*THE TASK:* Each line of the data below that holds the word "struct" is to be reported in full.

Items from a dataset:
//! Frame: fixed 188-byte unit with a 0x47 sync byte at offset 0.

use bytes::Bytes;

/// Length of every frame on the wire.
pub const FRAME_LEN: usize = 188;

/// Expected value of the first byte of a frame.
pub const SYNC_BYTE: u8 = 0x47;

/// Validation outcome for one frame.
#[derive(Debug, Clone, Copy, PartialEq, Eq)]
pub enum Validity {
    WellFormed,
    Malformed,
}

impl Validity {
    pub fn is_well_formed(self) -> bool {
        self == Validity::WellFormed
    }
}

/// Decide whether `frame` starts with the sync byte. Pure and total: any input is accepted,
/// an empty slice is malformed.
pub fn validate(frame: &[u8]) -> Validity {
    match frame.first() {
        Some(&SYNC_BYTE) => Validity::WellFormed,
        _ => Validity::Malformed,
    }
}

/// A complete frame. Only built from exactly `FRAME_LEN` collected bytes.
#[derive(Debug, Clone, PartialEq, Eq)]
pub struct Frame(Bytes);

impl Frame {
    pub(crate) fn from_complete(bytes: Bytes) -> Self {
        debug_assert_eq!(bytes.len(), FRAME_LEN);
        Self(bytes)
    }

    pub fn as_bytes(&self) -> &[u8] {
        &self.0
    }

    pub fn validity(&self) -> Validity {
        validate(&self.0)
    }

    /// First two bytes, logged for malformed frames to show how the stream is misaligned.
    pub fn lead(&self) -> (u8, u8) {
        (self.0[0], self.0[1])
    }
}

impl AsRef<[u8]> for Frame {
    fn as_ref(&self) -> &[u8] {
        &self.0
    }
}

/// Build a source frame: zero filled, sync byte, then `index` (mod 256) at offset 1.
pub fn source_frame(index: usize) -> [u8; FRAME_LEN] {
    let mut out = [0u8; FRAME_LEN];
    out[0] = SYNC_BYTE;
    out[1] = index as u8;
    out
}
---
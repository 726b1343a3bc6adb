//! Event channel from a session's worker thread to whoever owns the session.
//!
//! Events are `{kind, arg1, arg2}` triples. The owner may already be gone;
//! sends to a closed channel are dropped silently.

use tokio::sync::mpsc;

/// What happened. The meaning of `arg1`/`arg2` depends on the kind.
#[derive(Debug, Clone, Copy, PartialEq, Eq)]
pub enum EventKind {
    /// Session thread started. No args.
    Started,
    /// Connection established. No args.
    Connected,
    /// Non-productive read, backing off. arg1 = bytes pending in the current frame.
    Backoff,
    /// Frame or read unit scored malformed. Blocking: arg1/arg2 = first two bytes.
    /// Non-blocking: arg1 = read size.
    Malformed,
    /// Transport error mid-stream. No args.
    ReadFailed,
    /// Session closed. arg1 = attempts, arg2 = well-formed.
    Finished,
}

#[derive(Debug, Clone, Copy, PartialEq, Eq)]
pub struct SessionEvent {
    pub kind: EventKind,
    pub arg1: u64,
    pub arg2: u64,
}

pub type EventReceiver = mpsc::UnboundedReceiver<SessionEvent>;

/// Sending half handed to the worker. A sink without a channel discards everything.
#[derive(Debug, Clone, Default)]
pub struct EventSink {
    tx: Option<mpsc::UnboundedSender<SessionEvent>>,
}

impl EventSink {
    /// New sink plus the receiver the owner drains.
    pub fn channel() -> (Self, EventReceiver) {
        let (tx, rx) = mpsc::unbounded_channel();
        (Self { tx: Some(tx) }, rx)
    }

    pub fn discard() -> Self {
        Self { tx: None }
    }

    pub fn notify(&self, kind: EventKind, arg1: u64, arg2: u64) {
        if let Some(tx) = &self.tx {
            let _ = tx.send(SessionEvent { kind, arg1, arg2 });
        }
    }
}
--
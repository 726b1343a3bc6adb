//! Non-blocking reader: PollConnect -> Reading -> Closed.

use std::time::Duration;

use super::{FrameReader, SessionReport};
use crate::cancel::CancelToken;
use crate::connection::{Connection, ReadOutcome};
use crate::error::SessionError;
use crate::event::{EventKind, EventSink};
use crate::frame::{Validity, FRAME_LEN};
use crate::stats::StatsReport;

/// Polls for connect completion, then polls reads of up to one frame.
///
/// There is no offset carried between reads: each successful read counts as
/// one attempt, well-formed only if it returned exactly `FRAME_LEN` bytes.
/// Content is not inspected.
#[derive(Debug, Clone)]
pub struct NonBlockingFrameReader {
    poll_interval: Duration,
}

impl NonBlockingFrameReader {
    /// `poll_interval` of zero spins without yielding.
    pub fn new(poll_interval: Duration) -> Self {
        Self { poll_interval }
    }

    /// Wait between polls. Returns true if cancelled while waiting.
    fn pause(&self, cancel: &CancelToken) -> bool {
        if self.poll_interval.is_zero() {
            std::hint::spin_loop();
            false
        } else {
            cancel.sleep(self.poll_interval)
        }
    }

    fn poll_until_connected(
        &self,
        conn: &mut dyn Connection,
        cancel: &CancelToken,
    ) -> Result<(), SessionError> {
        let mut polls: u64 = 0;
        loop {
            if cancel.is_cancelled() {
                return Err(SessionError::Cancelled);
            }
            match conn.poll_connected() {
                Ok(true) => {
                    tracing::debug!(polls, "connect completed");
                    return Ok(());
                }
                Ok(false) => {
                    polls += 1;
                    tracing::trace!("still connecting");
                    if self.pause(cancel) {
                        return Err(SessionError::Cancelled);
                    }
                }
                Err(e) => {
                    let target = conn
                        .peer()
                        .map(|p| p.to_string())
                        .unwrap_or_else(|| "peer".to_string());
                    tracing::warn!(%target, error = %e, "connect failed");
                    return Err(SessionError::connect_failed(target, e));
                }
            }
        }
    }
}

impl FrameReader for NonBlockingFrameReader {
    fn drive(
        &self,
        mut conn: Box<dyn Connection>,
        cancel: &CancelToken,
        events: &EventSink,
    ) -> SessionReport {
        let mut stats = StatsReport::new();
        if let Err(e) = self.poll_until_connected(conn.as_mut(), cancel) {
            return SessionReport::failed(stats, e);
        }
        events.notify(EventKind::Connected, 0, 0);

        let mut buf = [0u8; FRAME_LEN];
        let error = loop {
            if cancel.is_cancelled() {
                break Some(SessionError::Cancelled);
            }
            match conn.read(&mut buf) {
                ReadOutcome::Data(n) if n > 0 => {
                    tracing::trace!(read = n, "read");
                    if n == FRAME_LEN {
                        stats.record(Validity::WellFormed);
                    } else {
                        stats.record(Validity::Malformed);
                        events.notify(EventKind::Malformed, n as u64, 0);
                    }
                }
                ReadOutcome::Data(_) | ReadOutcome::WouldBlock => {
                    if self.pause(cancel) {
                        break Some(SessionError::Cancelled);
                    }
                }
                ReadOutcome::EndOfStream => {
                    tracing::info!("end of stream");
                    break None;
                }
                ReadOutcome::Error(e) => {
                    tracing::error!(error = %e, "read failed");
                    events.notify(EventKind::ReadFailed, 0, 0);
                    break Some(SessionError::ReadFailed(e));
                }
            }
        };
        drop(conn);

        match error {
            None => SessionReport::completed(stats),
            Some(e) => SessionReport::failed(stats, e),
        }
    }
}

*SOLUTION:*
pub struct Frame(Bytes);
pub struct SessionEvent {
pub struct EventSink {
pub struct NonBlockingFrameReader {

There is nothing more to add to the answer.